===== SUPPLIED INFORMATION
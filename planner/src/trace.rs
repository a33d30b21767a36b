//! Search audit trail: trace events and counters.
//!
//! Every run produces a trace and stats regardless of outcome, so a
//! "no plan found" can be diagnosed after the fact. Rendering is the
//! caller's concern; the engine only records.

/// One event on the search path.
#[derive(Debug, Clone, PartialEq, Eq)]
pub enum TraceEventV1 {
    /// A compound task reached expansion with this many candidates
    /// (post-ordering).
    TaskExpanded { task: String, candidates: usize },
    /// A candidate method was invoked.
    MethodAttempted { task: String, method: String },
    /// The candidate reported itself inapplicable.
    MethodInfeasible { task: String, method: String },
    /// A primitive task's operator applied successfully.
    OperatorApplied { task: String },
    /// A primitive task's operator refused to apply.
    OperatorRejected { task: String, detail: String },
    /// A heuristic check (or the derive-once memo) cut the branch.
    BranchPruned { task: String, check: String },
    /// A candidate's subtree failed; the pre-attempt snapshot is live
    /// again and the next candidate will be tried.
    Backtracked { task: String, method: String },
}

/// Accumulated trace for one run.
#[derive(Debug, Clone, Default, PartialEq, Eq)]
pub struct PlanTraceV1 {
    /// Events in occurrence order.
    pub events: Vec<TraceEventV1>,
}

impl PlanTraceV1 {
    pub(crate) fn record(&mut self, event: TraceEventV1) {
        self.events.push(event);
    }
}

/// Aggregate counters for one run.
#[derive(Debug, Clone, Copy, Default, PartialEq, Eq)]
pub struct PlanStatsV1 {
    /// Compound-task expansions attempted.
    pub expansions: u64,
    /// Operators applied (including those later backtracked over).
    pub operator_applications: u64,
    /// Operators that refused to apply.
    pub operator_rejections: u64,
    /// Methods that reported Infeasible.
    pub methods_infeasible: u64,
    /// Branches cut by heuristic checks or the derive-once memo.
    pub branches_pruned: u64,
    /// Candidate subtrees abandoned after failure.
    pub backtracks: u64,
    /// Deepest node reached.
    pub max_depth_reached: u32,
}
==========
[WHAT IS BEING ASKED]: The records need to be set down again without a single difference.

[PROBLEM SOLUTION]:
filename planner/src/trace.rs
repository a33d30b21767a36b
//! Search audit trail: trace events and counters.
//!
//! Every run produces a trace and stats regardless of outcome, so a
//! "no plan found" can be diagnosed after the fact. Rendering is the
//! caller's concern; the engine only records.

/// One event on the search path.
#[derive(Debug, Clone, PartialEq, Eq)]
pub enum TraceEventV1 {
    /// A compound task reached expansion with this many candidates
    /// (post-ordering).
    TaskExpanded { task: String, candidates: usize },
    /// A candidate method was invoked.
    MethodAttempted { task: String, method: String },
    /// The candidate reported itself inapplicable.
    MethodInfeasible { task: String, method: String },
    /// A primitive task's operator applied successfully.
    OperatorApplied { task: String },
    /// A primitive task's operator refused to apply.
    OperatorRejected { task: String, detail: String },
    /// A heuristic check (or the derive-once memo) cut the branch.
    BranchPruned { task: String, check: String },
    /// A candidate's subtree failed; the pre-attempt snapshot is live
    /// again and the next candidate will be tried.
    Backtracked { task: String, method: String },
}

/// Accumulated trace for one run.
#[derive(Debug, Clone, Default, PartialEq, Eq)]
pub struct PlanTraceV1 {
    /// Events in occurrence order.
    pub events: Vec<TraceEventV1>,
}

impl PlanTraceV1 {
    pub(crate) fn record(&mut self, event: TraceEventV1) {
        self.events.push(event);
    }
}

/// Aggregate counters for one run.
#[derive(Debug, Clone, Copy, Default, PartialEq, Eq)]
pub struct PlanStatsV1 {
    /// Compound-task expansions attempted.
    pub expansions: u64,
    /// Operators applied (including those later backtracked over).
    pub operator_applications: u64,
    /// Operators that refused to apply.
    pub operator_rejections: u64,
    /// Methods that reported Infeasible.
    pub methods_infeasible: u64,
    /// Branches cut by heuristic checks or the derive-once memo.
    pub branches_pruned: u64,
    /// Candidate subtrees abandoned after failure.
    pub backtracks: u64,
    /// Deepest node reached.
    pub max_depth_reached: u32,
}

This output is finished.